To promote college access former Gov. Sonny Perdue implemented a range of programs intended to prepare more students for post-secondary options. Driven by efforts to improve Georgia's bleak SAT scores the state created the GAcollege411.org portal which houses free access to SAT and ACT sample tests, information on entrance requirements, programs, costs and campuses of nearly 100 public and private colleges in Georgia.
Under Bridge Act legislation, House Bill 400, students should be creating profiles at GACollege411 as early as the late elementary years.
Additionally, Georgia provided free SAT and ACT coaching to students, initiated competition for schools with the highest SAT scores, increased access to Advanced Placement courses and provided all Georgia sophomores the opportunity to take the PSAT/NMSQT at state expense.
And since 2010 the Georgia Legislature has enacted several House bills to spur early participation in college. House Bill 149, the Dual Enrollment Rule, stabilized the conversion of Carnegie Units from a .6 to 1.0 match to a 1.0 to 1.0 match, helping early college students to rapidly move out of high school and to freshman status once a graduation date appears on the high school transcript.
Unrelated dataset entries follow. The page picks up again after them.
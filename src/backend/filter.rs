//! Backend-agnostic filter expressions
//!
//! Graph queries describe which span documents they want with a [`Filter`];
//! each engine renders it into its own query language.

use super::document::fields;
use serde_json::{json, Value};

/// A boolean filter over span documents.
#[derive(Debug, Clone, PartialEq)]
pub enum Filter {
    /// Every document
    All,
    /// Exact value on one field
    Term { field: String, value: String },
    /// Any of several exact values on one field
    Terms { field: String, values: Vec<String> },
    /// The phrase appears in the document's preflabel or label
    Mentions(String),
    AnyOf(Vec<Filter>),
    AllOf(Vec<Filter>),
    Not(Box<Filter>),
}

impl Filter {
    pub fn term(field: impl Into<String>, value: impl Into<String>) -> Self {
        Filter::Term {
            field: field.into(),
            value: value.into(),
        }
    }

    pub fn terms<I, S>(field: impl Into<String>, values: I) -> Self
    where
        I: IntoIterator<Item = S>,
        S: Into<String>,
    {
        Filter::Terms {
            field: field.into(),
            values: values.into_iter().map(Into::into).collect(),
        }
    }

    pub fn mentions(phrase: impl Into<String>) -> Self {
        Filter::Mentions(phrase.into())
    }

    pub fn and(self, other: Filter) -> Self {
        match self {
            Filter::All => other,
            Filter::AllOf(mut parts) => {
                parts.push(other);
                Filter::AllOf(parts)
            }
            this => Filter::AllOf(vec![this, other]),
        }
    }

    #[allow(clippy::should_implement_trait)]
    pub fn not(self) -> Self {
        Filter::Not(Box::new(self))
    }

    /// Render as a Solr standard query parser expression
    pub fn to_solr(&self) -> String {
        match self {
            Filter::All => "*:*".to_string(),
            Filter::Term { field, value } => format!("{}:{}", field, solr_phrase(value)),
            Filter::Terms { field, values } => {
                if values.is_empty() {
                    return "-*:*".to_string();
                }
                let alternatives: Vec<String> = values.iter().map(|v| solr_phrase(v)).collect();
                format!("{}:({})", field, alternatives.join(" OR "))
            }
            Filter::Mentions(phrase) => {
                let quoted = solr_phrase(phrase);
                format!("({}:{} OR {}:{})", fields::PREFLABEL, quoted, fields::LABEL, quoted)
            }
            Filter::AnyOf(parts) => join_solr(parts, " OR "),
            Filter::AllOf(parts) => join_solr(parts, " AND "),
            Filter::Not(inner) => format!("(*:* -{})", inner.to_solr()),
        }
    }

    /// Render as an Elasticsearch query DSL clause
    pub fn to_elastic(&self) -> Value {
        match self {
            Filter::All => json!({"match_all": {}}),
            Filter::Term { field, value } => json!({"term": {field.as_str(): value}}),
            Filter::Terms { field, values } => json!({"terms": {field.as_str(): values}}),
            Filter::Mentions(phrase) => json!({
                "multi_match": {
                    "query": phrase,
                    "type": "phrase",
                    "fields": [fields::PREFLABEL, fields::LABEL]
                }
            }),
            Filter::AnyOf(parts) => {
                let should: Vec<Value> = parts.iter().map(Filter::to_elastic).collect();
                json!({"bool": {"should": should, "minimum_should_match": 1}})
            }
            Filter::AllOf(parts) => {
                let filter: Vec<Value> = parts.iter().map(Filter::to_elastic).collect();
                json!({"bool": {"filter": filter}})
            }
            Filter::Not(inner) => json!({"bool": {"must_not": [inner.to_elastic()]}}),
        }
    }
}

fn join_solr(parts: &[Filter], op: &str) -> String {
    if parts.is_empty() {
        return if op.trim() == "OR" { "-*:*".to_string() } else { "*:*".to_string() };
    }
    let rendered: Vec<String> = parts.iter().map(Filter::to_solr).collect();
    format!("({})", rendered.join(op))
}

/// Quote a value as a Solr phrase
fn solr_phrase(value: &str) -> String {
    let mut out = String::with_capacity(value.len() + 2);
    out.push('"');
    for c in value.chars() {
        if c == '"' || c == '\\' {
            out.push('\\');
        }
        out.push(c);
    }
    out.push('"');
    out
}
#[tokio::test]
async fn tracking_lifecycle_over_http() {
    let app = spawn_app().await;
    let customer = app.seed_customer("acct-013", "Rin", "rin@example.com").await;
    let admin = app.admin_token();

    let (status, body) = app
        .request(
            "POST",
            "/api/v1/tracking",
            Some(&admin),
            Some(json!({
                "trackingNumber": "TRK014",
                "customerId": customer.id,
                "productName": "Solar panels",
                "productQuantity": 2,
                "expectedDate": "2025-03-14"
            })),
        )
        .await;
    assert_eq!(status, StatusCode::CREATED);
    let data = &body["data"];
    assert_eq!(data["trackingNumber"], json!("TRK014"));
    assert_eq!(data["statusTitle"], json!("order_completed"));
    assert_eq!(data["status"], json!("pending"));
    // The date survives as the literal calendar day.
    assert_eq!(data["expectedDate"], json!("2025-03-14"));
    assert_eq!(data["histories"].as_array().unwrap().len(), 1);
    let item_id = data["id"].as_i64().unwrap();

    let (status, body) = app
        .request(
            "PUT",
            &format!("/api/v1/tracking/{}", item_id),
            Some(&admin),
            Some(json!({
                "statusTitle": "china_in_transit",
                "status": "in_transit",
                "currentLocation": "Guangzhou"
            })),
        )
        .await;
    assert_eq!(status, StatusCode::OK);
    assert_eq!(body["data"]["statusTitle"], json!("china_in_transit"));
    assert_eq!(body["data"]["currentLocation"], json!("Guangzhou"));
    assert_eq!(body["data"]["histories"].as_array().unwrap().len(), 2);

    // Explicit null clears the location; the omitted date is untouched.
    let (status, body) = app
        .request(
            "PUT",
            &format!("/api/v1/tracking/{}", item_id),
            Some(&admin),
            Some(json!({ "currentLocation": null })),
        )
        .await;
    assert_eq!(status, StatusCode::OK);
    assert_eq!(body["data"]["currentLocation"], json!(null));
    assert_eq!(body["data"]["expectedDate"], json!("2025-03-14"));

    let (status, body) = app
        .request(
            "GET",
            "/api/v1/tracking/search?trackingNumber=TRK014",
            None,
            None,
        )
        .await;
    assert_eq!(status, StatusCode::OK);
    assert_eq!(body["success"], json!(true));
    assert_eq!(body["data"]["histories"].as_array().unwrap().len(), 3);

    let (status, body) = app
        .request(
            "DELETE",
            &format!("/api/v1/tracking/{}", item_id),
            Some(&admin),
            None,
        )
        .await;
    assert_eq!(status, StatusCode::OK);
    assert_eq!(body["data"]["trackingNumber"], json!("TRK014"));

    let (_, body) = app
        .request(
            "GET",
            "/api/v1/tracking/search?trackingNumber=TRK014",
            None,
            None,
        )
        .await;
    assert_eq!(body["success"], json!(false));
}

#[tokio::test]
async fn duplicate_create_over_http_returns_conflict() {
    let app = spawn_app().await;
    let customer = app.seed_customer("acct-014", "Taj", "taj@example.com").await;
    let admin = app.admin_token();
    let payload = json!({ "trackingNumber": "TRK015", "customerId": customer.id });

    let (status, _) = app
        .request("POST", "/api/v1/tracking", Some(&admin), Some(payload.clone()))
        .await;
    assert_eq!(status, StatusCode::CREATED);

    let (status, body) = app
        .request("POST", "/api/v1/tracking", Some(&admin), Some(payload))
        .await;
    assert_eq!(status, StatusCode::CONFLICT);
    assert_eq!(
        body["message"],
        json!("Tracking number 'TRK015' is already in use")
    );
}

#[tokio::test]
async fn admin_routes_reject_missing_and_underprivileged_tokens() {
    let app = spawn_app().await;
    let customer = app.seed_customer("acct-015", "Val", "val@example.com").await;

    let (status, _) = app.request("GET", "/api/v1/tracking", None, None).await;
    assert_eq!(status, StatusCode::UNAUTHORIZED);

    let customer_token = app.customer_token(customer.id);
    let (status, _) = app
        .request("GET", "/api/v1/tracking", Some(&customer_token), None)
        .await;
    assert_eq!(status, StatusCode::FORBIDDEN);

    let (status, _) = app
        .request("GET", "/api/v1/activity-logs", Some(&customer_token), None)
        .await;
    assert_eq!(status, StatusCode::FORBIDDEN);

    let (status, _) = app
        .request("GET", "/api/v1/customers", Some(&customer_token), None)
        .await;
    assert_eq!(status, StatusCode::FORBIDDEN);

    let admin = app.admin_token();
    let (status, body) = app
        .request("GET", "/api/v1/tracking", Some(&admin), None)
        .await;
    assert_eq!(status, StatusCode::OK);
    assert_eq!(body["success"], json!(true));
}

#[tokio::test]
async fn customer_portal_over_http() {
    let app = spawn_app().await;
    let rin = app.seed_customer("acct-016", "Rin", "rin2@example.com").await;
    let other = app.seed_customer("acct-017", "Oda", "oda@example.com").await;
    let service = app.state.tracking_service();

    let record = service
        .create_tracking_item(new_item("TRK016", rin.id), audit())
        .await
        .unwrap();
    service
        .create_tracking_item(new_item("TRK017", other.id), audit())
        .await
        .unwrap();

    let token = app.customer_token(rin.id);
    let (status, body) = app
        .request("GET", "/api/v1/customer/tracking", Some(&token), None)
        .await;
    assert_eq!(status, StatusCode::OK);
    let items = body["data"].as_array().unwrap();
    assert_eq!(items.len(), 1);
    assert_eq!(items[0]["trackingNumber"], json!("TRK016"));

    let (status, body) = app
        .request(
            "PUT",
            &format!("/api/v1/customer/tracking/{}/location", record.item.id),
            Some(&token),
            Some(json!({ "currentLocation": "Oslo depot" })),
        )
        .await;
    assert_eq!(status, StatusCode::OK);
    assert_eq!(body["data"]["currentLocation"], json!("Oslo depot"));

    // The other customer's shipment stays out of reach.
    let other_id = service
        .search_by_tracking_number("TRK017")
        .await
        .unwrap()
        .unwrap()
        .item
        .id;
    let (status, _) = app
        .request(
            "PUT",
            &format!("/api/v1/customer/tracking/{}/location", other_id),
            Some(&token),
            Some(json!({ "currentLocation": "Oslo depot" })),
        )
        .await;
    assert_eq!(status, StatusCode::FORBIDDEN);
}

#[tokio::test]
async fn activity_log_endpoint_pages_newest_first() {
    let app = spawn_app().await;
    let customer = app.seed_customer("acct-018", "Uma", "uma@example.com").await;
    let service = app.state.tracking_service();

    for n in 0..3 {
        service
            .create_tracking_item(new_item(&format!("TRK02{}", n), customer.id), audit())
            .await
            .unwrap();
    }

    let admin = app.admin_token();
    let (status, body) = app
        .request(
            "GET",
            "/api/v1/activity-logs?limit=2&offset=0",
            Some(&admin),
            None,
        )
        .await;
    assert_eq!(status, StatusCode::OK);
    assert_eq!(body["data"]["total"], json!(3));
    assert_eq!(body["data"]["limit"], json!(2));
    let items = body["data"]["items"].as_array().unwrap();
    assert_eq!(items.len(), 2);
    assert_eq!(items[0]["description"].as_str().unwrap(), "TRK022 - Uma");
    assert_eq!(items[0]["userType"], json!("admin"));
}
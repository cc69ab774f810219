pub mod activity_logs;
pub mod customers;
pub mod tracking;

use crate::db::DbPool;
use crate::events::EventSender;
use crate::services::{
    activity_log::ActivityLogService, customers::CustomerService, tracking::TrackingService,
};
use std::sync::Arc;

// Re-export AppState so handler modules can import it as crate::handlers::AppState
pub use crate::AppState;

/// Services layer that encapsulates business logic used by HTTP handlers
#[derive(Clone)]
pub struct AppServices {
    pub tracking: Arc<TrackingService>,
    pub customers: Arc<CustomerService>,
    pub activity_logs: Arc<ActivityLogService>,
}

impl AppServices {
    pub fn new(db: Arc<DbPool>, event_sender: EventSender) -> Self {
        let activity_logs = Arc::new(ActivityLogService::new(db.clone()));
        let tracking = Arc::new(TrackingService::new(
            db.clone(),
            event_sender,
            activity_logs.clone(),
        ));
        let customers = Arc::new(CustomerService::new(db));

        Self {
            tracking,
            customers,
            activity_logs,
        }
    }
}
Spurred by Jan Jones, HB 149 also created the Move on When Ready Act which allows students who meet eligibility to completely leave high school and finish their coursework in the college setting only to return for EOCT exams and commencement.
House Bill 186 fully funds Dual Enrollment and requires school personnel to notify all eligible students in grades 8 11 of all early college options no later than April 1st of each school year.
Finally, House Bill 326 removed Accel funding, the funding mechanism for most Dual Enrollment students, from statutory and placed it into the general fund thereby no longer penalizing early college students through reduction of their 127 lifetime potential HOPE credits.
Georgia legislators have spread a mighty fine table of guaranteed tuition funding for high school students who demonstrate eligibility for early access to college. Have secondary schools prepared them to eat from it?Jeff Meadors represents District 1 on the Newton County Board of Education. He may be reached at Jeffrey.firstname.lastname@example.org.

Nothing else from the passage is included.